Collected data entries:
========================

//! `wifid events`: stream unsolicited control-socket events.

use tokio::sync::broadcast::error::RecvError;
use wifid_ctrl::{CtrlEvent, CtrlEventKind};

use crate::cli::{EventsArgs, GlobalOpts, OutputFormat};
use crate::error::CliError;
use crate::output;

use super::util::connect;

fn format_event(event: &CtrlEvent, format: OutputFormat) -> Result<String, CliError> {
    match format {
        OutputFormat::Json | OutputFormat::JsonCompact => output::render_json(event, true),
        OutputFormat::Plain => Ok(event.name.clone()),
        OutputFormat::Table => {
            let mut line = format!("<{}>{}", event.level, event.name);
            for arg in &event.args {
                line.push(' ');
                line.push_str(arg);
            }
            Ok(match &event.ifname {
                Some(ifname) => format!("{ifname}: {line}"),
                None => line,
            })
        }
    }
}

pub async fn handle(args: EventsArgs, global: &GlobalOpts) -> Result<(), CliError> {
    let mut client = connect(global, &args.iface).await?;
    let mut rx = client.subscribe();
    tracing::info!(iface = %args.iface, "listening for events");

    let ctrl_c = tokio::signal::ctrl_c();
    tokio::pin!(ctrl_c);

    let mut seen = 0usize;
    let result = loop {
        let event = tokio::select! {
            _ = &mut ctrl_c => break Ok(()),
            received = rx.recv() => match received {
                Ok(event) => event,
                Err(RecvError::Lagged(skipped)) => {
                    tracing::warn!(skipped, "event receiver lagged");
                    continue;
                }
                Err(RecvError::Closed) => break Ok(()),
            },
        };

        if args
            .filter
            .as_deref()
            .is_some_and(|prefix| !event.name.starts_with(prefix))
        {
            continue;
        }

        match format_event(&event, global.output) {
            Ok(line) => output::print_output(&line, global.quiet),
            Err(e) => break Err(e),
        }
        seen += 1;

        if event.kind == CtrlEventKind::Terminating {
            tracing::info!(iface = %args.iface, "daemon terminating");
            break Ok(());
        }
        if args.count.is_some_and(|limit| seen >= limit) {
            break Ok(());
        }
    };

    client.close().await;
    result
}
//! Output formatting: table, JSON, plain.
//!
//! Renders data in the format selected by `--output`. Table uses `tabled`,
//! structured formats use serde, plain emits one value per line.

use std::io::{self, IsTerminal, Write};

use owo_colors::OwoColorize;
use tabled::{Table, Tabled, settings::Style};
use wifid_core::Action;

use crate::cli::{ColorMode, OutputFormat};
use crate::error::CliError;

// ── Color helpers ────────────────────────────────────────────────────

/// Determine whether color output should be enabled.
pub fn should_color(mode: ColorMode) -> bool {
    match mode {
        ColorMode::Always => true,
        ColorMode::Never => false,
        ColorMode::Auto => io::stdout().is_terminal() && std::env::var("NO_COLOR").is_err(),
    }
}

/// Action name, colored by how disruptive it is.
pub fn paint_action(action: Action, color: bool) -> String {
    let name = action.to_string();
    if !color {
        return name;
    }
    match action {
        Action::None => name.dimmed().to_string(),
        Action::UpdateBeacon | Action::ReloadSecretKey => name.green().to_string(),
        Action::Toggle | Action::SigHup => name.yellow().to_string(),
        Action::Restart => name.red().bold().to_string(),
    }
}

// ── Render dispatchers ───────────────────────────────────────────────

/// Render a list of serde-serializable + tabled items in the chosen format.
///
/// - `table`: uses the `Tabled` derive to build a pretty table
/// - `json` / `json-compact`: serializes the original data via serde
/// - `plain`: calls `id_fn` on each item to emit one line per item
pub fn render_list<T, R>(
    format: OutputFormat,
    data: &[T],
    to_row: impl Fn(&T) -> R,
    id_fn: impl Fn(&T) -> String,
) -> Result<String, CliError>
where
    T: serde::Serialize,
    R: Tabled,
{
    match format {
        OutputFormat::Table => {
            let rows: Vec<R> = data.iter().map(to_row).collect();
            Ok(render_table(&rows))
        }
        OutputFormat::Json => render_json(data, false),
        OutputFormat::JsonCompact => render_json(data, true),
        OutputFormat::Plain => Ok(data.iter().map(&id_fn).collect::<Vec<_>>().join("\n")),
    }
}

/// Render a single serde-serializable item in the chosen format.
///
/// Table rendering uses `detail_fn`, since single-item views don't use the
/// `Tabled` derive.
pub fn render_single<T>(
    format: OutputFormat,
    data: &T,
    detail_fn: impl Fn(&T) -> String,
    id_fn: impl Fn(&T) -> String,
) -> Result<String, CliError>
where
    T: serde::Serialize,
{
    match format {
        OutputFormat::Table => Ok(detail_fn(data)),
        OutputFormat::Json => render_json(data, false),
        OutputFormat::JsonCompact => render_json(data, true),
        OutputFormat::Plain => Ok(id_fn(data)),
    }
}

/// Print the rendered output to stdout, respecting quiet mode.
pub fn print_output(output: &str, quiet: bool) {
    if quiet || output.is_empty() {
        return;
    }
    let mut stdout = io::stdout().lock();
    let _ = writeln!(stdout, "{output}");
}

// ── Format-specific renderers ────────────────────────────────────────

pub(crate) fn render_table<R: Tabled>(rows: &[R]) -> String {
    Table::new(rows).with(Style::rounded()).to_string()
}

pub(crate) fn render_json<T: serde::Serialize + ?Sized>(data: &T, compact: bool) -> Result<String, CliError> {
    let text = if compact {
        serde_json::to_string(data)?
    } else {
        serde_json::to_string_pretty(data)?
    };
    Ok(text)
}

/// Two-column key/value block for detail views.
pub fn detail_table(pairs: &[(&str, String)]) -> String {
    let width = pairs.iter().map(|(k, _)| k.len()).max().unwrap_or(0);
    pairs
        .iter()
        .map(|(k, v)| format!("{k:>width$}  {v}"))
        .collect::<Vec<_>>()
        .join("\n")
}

========================

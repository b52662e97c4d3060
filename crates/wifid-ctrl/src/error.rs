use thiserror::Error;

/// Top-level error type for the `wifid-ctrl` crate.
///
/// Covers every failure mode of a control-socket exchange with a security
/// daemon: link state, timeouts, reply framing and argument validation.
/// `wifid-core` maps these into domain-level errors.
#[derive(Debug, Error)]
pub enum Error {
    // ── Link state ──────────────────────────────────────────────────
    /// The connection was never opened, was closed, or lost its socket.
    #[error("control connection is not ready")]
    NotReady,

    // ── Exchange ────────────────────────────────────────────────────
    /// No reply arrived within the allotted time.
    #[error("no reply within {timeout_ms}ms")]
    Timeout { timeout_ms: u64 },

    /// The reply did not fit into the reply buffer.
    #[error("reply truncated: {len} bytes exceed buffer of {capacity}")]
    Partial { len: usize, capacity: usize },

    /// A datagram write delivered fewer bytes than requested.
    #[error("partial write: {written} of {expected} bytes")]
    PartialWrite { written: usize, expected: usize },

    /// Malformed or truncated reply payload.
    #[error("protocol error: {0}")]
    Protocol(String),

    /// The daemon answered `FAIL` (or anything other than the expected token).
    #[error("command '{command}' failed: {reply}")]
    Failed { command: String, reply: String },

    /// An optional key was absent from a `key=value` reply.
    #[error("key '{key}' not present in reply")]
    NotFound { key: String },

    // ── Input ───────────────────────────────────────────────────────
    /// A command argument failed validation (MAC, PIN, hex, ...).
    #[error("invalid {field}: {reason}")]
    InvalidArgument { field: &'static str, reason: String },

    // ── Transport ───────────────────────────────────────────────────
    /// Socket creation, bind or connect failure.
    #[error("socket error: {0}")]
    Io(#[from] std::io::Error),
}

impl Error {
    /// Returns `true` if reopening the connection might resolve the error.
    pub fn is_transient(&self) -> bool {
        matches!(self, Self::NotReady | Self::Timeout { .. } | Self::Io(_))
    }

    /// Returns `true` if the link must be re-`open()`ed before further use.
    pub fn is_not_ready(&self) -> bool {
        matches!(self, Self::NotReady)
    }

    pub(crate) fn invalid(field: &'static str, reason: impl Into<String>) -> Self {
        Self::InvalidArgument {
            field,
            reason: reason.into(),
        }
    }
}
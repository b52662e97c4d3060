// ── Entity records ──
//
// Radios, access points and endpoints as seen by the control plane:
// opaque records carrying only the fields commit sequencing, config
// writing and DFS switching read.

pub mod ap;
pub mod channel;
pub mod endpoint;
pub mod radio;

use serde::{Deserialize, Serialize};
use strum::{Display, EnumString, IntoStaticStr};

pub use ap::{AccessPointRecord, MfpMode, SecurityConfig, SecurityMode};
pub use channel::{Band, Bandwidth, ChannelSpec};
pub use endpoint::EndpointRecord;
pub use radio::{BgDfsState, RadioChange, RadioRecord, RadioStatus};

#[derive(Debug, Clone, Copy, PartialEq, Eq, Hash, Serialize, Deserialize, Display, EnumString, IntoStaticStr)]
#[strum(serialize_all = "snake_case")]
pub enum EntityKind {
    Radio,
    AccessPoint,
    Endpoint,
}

========================

### [Problem description]
The lines above that include "seen" should each be listed.

### [Exercise result]
    let mut seen = 0usize;
        seen += 1;
        if args.count.is_some_and(|limit| seen >= limit) {
// Radios, access points and endpoints as seen by the control plane:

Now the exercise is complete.